TASK DESCRIPTION — Each line with the word "HashSet" must appear in the answer, copied from the records.

===== INFORMATION SHOWN

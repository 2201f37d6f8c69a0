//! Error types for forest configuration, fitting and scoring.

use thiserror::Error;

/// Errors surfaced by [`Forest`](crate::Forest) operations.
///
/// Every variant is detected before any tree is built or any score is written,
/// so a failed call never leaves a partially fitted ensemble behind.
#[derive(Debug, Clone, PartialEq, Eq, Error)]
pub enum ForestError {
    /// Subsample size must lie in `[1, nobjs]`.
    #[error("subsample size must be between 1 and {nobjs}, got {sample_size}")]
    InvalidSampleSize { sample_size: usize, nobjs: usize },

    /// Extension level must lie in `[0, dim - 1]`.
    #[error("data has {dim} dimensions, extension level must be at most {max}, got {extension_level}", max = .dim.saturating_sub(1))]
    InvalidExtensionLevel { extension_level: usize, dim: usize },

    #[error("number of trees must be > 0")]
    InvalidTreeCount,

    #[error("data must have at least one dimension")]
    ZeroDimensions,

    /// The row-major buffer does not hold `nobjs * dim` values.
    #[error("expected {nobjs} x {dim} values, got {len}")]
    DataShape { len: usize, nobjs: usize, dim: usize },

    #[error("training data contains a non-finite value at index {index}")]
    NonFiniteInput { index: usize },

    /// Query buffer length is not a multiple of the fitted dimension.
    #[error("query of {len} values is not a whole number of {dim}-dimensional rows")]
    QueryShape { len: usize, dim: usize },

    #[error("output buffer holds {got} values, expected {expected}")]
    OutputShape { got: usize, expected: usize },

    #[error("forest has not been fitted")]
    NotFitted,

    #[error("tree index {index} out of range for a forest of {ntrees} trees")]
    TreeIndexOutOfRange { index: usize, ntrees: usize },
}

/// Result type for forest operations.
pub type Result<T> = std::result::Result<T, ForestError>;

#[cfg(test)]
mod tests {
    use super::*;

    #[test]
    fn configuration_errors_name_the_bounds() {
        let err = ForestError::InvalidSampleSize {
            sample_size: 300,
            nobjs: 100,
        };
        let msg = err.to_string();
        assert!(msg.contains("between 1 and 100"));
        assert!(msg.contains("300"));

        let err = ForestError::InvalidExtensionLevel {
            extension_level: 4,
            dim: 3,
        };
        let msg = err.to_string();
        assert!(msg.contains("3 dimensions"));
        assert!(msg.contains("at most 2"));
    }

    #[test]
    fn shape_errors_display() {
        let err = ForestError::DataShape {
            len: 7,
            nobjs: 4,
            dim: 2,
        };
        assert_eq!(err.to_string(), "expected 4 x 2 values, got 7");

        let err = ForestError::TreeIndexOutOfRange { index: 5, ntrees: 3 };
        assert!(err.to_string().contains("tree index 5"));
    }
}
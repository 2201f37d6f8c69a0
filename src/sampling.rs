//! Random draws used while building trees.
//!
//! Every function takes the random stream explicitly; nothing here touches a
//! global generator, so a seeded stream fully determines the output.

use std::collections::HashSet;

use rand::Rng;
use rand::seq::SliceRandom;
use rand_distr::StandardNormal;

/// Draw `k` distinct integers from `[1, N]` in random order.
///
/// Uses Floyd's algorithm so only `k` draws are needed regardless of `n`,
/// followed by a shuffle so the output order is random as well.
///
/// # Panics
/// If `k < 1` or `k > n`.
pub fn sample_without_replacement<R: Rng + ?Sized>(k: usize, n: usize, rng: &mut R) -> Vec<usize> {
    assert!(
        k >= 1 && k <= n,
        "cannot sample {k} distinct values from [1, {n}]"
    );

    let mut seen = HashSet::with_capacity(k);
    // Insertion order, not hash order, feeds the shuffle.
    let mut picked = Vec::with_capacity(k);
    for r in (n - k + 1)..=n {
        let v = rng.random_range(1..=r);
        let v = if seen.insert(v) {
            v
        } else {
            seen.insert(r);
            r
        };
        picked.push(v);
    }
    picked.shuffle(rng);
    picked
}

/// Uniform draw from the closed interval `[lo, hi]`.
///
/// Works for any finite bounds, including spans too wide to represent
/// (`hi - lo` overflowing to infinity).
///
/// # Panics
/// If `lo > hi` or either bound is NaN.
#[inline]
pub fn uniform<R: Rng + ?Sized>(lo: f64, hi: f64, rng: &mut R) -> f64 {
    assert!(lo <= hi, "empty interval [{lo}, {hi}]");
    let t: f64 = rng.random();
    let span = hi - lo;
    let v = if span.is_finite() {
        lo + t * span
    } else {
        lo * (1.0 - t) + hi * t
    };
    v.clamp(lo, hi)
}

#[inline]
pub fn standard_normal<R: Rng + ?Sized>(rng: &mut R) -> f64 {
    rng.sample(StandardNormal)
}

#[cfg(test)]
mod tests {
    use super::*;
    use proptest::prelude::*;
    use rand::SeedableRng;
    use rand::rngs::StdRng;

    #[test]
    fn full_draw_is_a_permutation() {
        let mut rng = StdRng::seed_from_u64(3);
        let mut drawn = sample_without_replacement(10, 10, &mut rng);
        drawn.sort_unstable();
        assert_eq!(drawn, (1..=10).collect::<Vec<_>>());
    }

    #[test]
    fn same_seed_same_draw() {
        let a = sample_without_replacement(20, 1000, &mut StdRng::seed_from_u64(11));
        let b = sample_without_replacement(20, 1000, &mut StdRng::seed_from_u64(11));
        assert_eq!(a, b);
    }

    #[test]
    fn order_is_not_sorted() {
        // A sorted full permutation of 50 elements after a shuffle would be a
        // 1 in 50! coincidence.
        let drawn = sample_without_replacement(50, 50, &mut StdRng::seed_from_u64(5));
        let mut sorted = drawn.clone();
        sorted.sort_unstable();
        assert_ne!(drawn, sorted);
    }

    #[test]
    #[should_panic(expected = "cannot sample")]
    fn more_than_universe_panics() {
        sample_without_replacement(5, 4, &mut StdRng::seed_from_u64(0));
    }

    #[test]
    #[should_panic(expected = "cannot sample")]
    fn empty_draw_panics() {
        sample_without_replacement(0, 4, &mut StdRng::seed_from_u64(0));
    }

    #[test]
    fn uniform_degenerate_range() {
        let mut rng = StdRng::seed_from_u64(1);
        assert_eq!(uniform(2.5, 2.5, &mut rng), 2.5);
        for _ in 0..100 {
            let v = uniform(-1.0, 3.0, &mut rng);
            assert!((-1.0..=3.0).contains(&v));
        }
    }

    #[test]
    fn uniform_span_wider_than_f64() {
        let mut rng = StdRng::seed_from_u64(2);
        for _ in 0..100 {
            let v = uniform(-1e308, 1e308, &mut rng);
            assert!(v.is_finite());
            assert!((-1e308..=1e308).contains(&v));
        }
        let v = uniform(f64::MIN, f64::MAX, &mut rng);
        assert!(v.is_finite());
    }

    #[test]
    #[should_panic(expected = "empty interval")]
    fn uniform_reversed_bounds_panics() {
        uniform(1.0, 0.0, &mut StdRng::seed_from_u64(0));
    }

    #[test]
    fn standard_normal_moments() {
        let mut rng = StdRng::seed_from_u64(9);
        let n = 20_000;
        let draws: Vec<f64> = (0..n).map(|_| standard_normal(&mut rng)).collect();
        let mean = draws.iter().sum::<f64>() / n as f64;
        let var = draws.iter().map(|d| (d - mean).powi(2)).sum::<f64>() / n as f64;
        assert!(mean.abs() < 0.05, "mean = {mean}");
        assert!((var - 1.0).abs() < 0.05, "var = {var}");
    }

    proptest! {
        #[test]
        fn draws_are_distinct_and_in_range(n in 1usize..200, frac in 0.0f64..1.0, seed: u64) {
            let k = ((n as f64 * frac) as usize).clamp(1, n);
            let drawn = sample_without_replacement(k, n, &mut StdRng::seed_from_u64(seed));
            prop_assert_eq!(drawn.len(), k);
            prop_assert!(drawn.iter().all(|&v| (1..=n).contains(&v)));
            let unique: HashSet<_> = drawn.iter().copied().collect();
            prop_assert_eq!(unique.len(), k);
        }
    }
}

==========

ANSWER TO THIS EXERCISE —
use std::collections::HashSet;
    let mut seen = HashSet::with_capacity(k);
            let unique: HashSet<_> = drawn.iter().copied().collect();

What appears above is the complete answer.